EXERCISE OBJECTIVE: Below is some data. Retype exactly the lines starting at the one with "file, in priority order." and ending at the one with "error is reported.".

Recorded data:
[Start of Attachment]
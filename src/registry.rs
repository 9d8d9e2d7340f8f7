//! Ordered adapter registry with runtime format enablement.

use std::path::Path;

use crate::adapter::{ImageAdapter, SaverInfo, ScanlineSession};
use crate::{AdapterConfig, AdapterError, DecodedImage, ErrorKind, ImageFormat, ImageView};

/// Set of image formats represented as bitflags.
#[derive(Clone, Copy, Debug, PartialEq, Eq)]
struct FormatSet(u16);

impl FormatSet {
    const EMPTY: Self = FormatSet(0);
    const ALL: Self = FormatSet((1u16 << ImageFormat::ALL.len()) - 1);

    fn bit(format: ImageFormat) -> u16 {
        let index = ImageFormat::ALL
            .iter()
            .position(|&f| f == format)
            .unwrap_or(0);
        1 << index
    }

    fn contains(self, format: ImageFormat) -> bool {
        self.0 & Self::bit(format) != 0
    }

    fn insert(&mut self, format: ImageFormat) {
        self.0 |= Self::bit(format);
    }

    fn remove(&mut self, format: ImageFormat) {
        self.0 &= !Self::bit(format);
    }
}

/// Dispatches identify/load/open/save to the first adapter that handles a
/// file, the way a host library consults its plugins.
///
/// Adapters are tried in registration order. Formats can additionally be
/// disabled per registry, e.g. to refuse decoding a format a deployment does
/// not trust.
pub struct AdapterRegistry {
    adapters: Vec<Box<dyn ImageAdapter>>,
    decode_enabled: FormatSet,
    encode_enabled: FormatSet,
}

impl AdapterRegistry {
    /// Every compiled-in binding with default configuration.
    pub fn all() -> Self {
        Self::with_config(AdapterConfig::default())
    }

    /// Every compiled-in binding sharing `config`.
    #[allow(unused_mut, unused_variables)]
    pub fn with_config(config: AdapterConfig) -> Self {
        let mut registry = Self::none();
        #[cfg(feature = "native")]
        registry.push(Box::new(crate::adapters::NativeAdapter::with_config(config.clone())));
        #[cfg(feature = "image-rs")]
        registry.push(Box::new(crate::adapters::ImageRsAdapter::with_config(config)));
        registry
    }

    /// No adapters; caller registers its own.
    pub fn none() -> Self {
        Self {
            adapters: Vec::new(),
            decode_enabled: FormatSet::ALL,
            encode_enabled: FormatSet::ALL,
        }
    }

    /// Append an adapter (builder form).
    pub fn register(mut self, adapter: impl ImageAdapter + 'static) -> Self {
        self.push(Box::new(adapter));
        self
    }

    /// Append an adapter.
    pub fn push(&mut self, adapter: Box<dyn ImageAdapter>) {
        log::debug!("registering adapter {}", adapter.name());
        self.adapters.push(adapter);
    }

    /// Enable or disable decoding for a format.
    pub fn with_decode(mut self, format: ImageFormat, enabled: bool) -> Self {
        if enabled {
            self.decode_enabled.insert(format);
        } else {
            self.decode_enabled.remove(format);
        }
        self
    }

    /// Enable or disable encoding for a format.
    pub fn with_encode(mut self, format: ImageFormat, enabled: bool) -> Self {
        if enabled {
            self.encode_enabled.insert(format);
        } else {
            self.encode_enabled.remove(format);
        }
        self
    }

    /// Registered adapters in priority order.
    pub fn adapters(&self) -> impl Iterator<Item = &dyn ImageAdapter> {
        self.adapters.iter().map(|a| a.as_ref())
    }

    /// Adapter by [`name`](ImageAdapter::name).
    pub fn get(&self, name: &str) -> Option<&dyn ImageAdapter> {
        self.adapters().find(|a| a.name() == name)
    }

    fn decode_allowed(&self, path: &Path, header: &[u8]) -> bool {
        match crate::adapters::sniff(path, header) {
            Some(format) => self.decode_enabled.contains(format),
            None => true,
        }
    }

    /// Every adapter that claims the file, in priority order.
    pub fn candidates(&self, path: &Path, header: &[u8]) -> Vec<&dyn ImageAdapter> {
        if !self.decode_allowed(path, header) {
            return Vec::new();
        }
        self.adapters()
            .filter(|a| a.identify(path, header))
            .collect()
    }

    /// First adapter that claims the file.
    pub fn identify(&self, path: &Path, header: &[u8]) -> Option<&dyn ImageAdapter> {
        if !self.decode_allowed(path, header) {
            return None;
        }
        self.adapters().find(|a| a.identify(path, header))
    }

    /// Try each claiming adapter until one succeeds.
    ///
    /// A decode failure moves on to the next adapter; other failures, and the
    /// last adapter's failure, are returned. When every adapter fails the
    /// first error is reported.
    fn dispatch<T>(
        &self,
        path: &Path,
        op: impl Fn(&dyn ImageAdapter) -> Result<T, AdapterError>,
    ) -> Result<T, AdapterError> {
        let header = crate::probe::read_header(path)?;
        let mut first_err = None;
        for adapter in self.candidates(path, &header) {
            log::debug!("dispatching {} to {}", path.display(), adapter.name());
            match op(adapter) {
                Ok(value) => return Ok(value),
                Err(e) if e.kind() == ErrorKind::Decode => {
                    log::debug!("{} failed on {}: {e}", adapter.name(), path.display());
                    first_err.get_or_insert(e);
                }
                Err(e) => return Err(first_err.unwrap_or(e)),
            }
        }
        Err(first_err.unwrap_or(AdapterError::UnrecognizedFormat))
    }

    /// Decode `path` with the first adapter able to.
    pub fn load(&self, path: &Path) -> Result<DecodedImage, AdapterError> {
        self.dispatch(path, |a| a.load(path))
    }

    /// Begin streaming `path` with the first adapter able to.
    pub fn open(&self, path: &Path) -> Result<Box<dyn ScanlineSession>, AdapterError> {
        self.dispatch(path, |a| a.open(path))
    }

    /// Save with the first adapter listing `ext` among its savers.
    pub fn save(&self, path: &Path, image: &ImageView<'_>, ext: &str) -> Result<(), AdapterError> {
        let trimmed = ext.strip_prefix('.').unwrap_or(ext);
        let no_saver = || AdapterError::NoSaver(trimmed.to_ascii_lowercase());
        let format = ImageFormat::from_extension(trimmed).ok_or_else(no_saver)?;
        if !self.encode_enabled.contains(format) {
            return Err(no_saver());
        }
        let adapter = self
            .adapters()
            .find(|a| a.can_save(trimmed))
            .ok_or_else(no_saver)?;
        log::debug!("saving {} with {}", path.display(), adapter.name());
        adapter.save(path, image, trimmed)
    }

    /// Union of every adapter's saver list, first occurrence wins.
    pub fn savers(&self) -> String {
        let mut seen: Vec<&str> = Vec::new();
        for adapter in self.adapters() {
            for ext in adapter.savers().split(',') {
                let enabled = ImageFormat::from_extension(ext)
                    .is_some_and(|f| self.encode_enabled.contains(f));
                if enabled && !seen.contains(&ext) {
                    seen.push(ext);
                }
            }
        }
        seen.join(",")
    }

    /// One entry per writable format, from the highest-priority adapter.
    pub fn saver_info(&self) -> Vec<SaverInfo> {
        let mut infos: Vec<SaverInfo> = Vec::new();
        for info in self.adapters().flat_map(|a| a.saver_info()) {
            if self.encode_enabled.contains(info.format)
                && !infos.iter().any(|i| i.format == info.format)
            {
                infos.push(info);
            }
        }
        infos
    }
}

impl Default for AdapterRegistry {
    fn default() -> Self {
        Self::all()
    }
}

impl std::fmt::Debug for AdapterRegistry {
    fn fmt(&self, f: &mut std::fmt::Formatter<'_>) -> std::fmt::Result {
        f.debug_struct("AdapterRegistry")
            .field("adapters", &self.adapters().map(|a| a.name()).collect::<Vec<_>>())
            .finish_non_exhaustive()
    }
}

#[cfg(test)]
mod tests {
    use super::*;
    use crate::pixel::Components;

    /// Claims `.png` files and fails on every operation.
    struct Broken;

    impl ImageAdapter for Broken {
        fn name(&self) -> &'static str {
            "broken"
        }
        fn identify(&self, path: &Path, _: &[u8]) -> bool {
            path.extension().is_some_and(|e| e == "png")
        }
        fn load(&self, _: &Path) -> Result<DecodedImage, AdapterError> {
            Err(AdapterError::decode(None, "broken adapter"))
        }
        fn open(&self, _: &Path) -> Result<Box<dyn ScanlineSession>, AdapterError> {
            Err(AdapterError::decode(None, "broken adapter"))
        }
        fn save(&self, _: &Path, _: &ImageView<'_>, _: &str) -> Result<(), AdapterError> {
            Err(AdapterError::encode(ImageFormat::Png, "broken adapter"))
        }
        fn savers(&self) -> &'static str {
            "png,qoi"
        }
    }

    fn temp_path(name: &str) -> std::path::PathBuf {
        std::env::temp_dir().join(format!("zenadapters-registry-{}-{name}", std::process::id()))
    }

    #[test]
    fn format_set() {
        let mut set = FormatSet::EMPTY;
        set.insert(ImageFormat::Qoi);
        assert!(set.contains(ImageFormat::Qoi));
        assert!(!set.contains(ImageFormat::Png));
        set.remove(ImageFormat::Qoi);
        assert_eq!(set, FormatSet::EMPTY);
        assert!(ImageFormat::ALL.iter().all(|&f| FormatSet::ALL.contains(f)));
    }

    #[test]
    fn savers_union_keeps_first_occurrence() {
        let registry = AdapterRegistry::none().register(Broken);
        assert_eq!(registry.savers(), "png,qoi");

        let registry = registry.with_encode(ImageFormat::Qoi, false);
        assert_eq!(registry.savers(), "png");
        assert_eq!(registry.saver_info().len(), 1);
    }

    #[test]
    fn empty_registry_rejects_everything() {
        let registry = AdapterRegistry::none();
        assert!(registry.identify(Path::new("a.png"), b"").is_none());
        let view = ImageView::new(&[0; 3], 1, 1, Components::Rgb).unwrap();
        assert!(matches!(
            registry.save(&temp_path("none.png"), &view, "png"),
            Err(AdapterError::NoSaver(_))
        ));
    }

    #[cfg(feature = "native")]
    #[test]
    fn load_falls_back_past_failing_adapter() {
        let path = temp_path("fallback.png");
        let pixels = [1u8, 2, 3, 4, 5, 6];
        let view = ImageView::new(&pixels, 2, 1, Components::Rgb).unwrap();
        crate::adapters::NativeAdapter::new()
            .save(&path, &view, "png")
            .unwrap();

        let registry = AdapterRegistry::none()
            .register(Broken)
            .register(crate::adapters::NativeAdapter::new());
        let image = registry.load(&path).unwrap();
        assert_eq!(image.pixels(), &pixels);

        let only_broken = AdapterRegistry::none().register(Broken);
        assert!(matches!(
            only_broken.load(&path),
            Err(AdapterError::Decode { .. })
        ));

        std::fs::remove_file(&path).unwrap();
    }

    #[cfg(feature = "native")]
    #[test]
    fn disabled_decode_format_is_unrecognized() {
        let path = temp_path("disabled.png");
        let view = ImageView::new(&[0; 4], 2, 2, Components::Gray).unwrap();
        crate::adapters::NativeAdapter::new()
            .save(&path, &view, "png")
            .unwrap();

        let registry = AdapterRegistry::all().with_decode(ImageFormat::Png, false);
        assert!(matches!(
            registry.load(&path),
            Err(AdapterError::UnrecognizedFormat)
        ));

        std::fs::remove_file(&path).unwrap();
    }
}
[End of Attachment]
SOLVED EXERCISE:
    /// Every adapter that claims the file, in priority order.
    pub fn candidates(&self, path: &Path, header: &[u8]) -> Vec<&dyn ImageAdapter> {
        if !self.decode_allowed(path, header) {
            return Vec::new();
        }
        self.adapters()
            .filter(|a| a.identify(path, header))
            .collect()
    }

    /// First adapter that claims the file.
    pub fn identify(&self, path: &Path, header: &[u8]) -> Option<&dyn ImageAdapter> {
        if !self.decode_allowed(path, header) {
            return None;
        }
        self.adapters().find(|a| a.identify(path, header))
    }

    /// Try each claiming adapter until one succeeds.
    ///
    /// A decode failure moves on to the next adapter; other failures, and the
    /// last adapter's failure, are returned. When every adapter fails the
    /// first error is reported.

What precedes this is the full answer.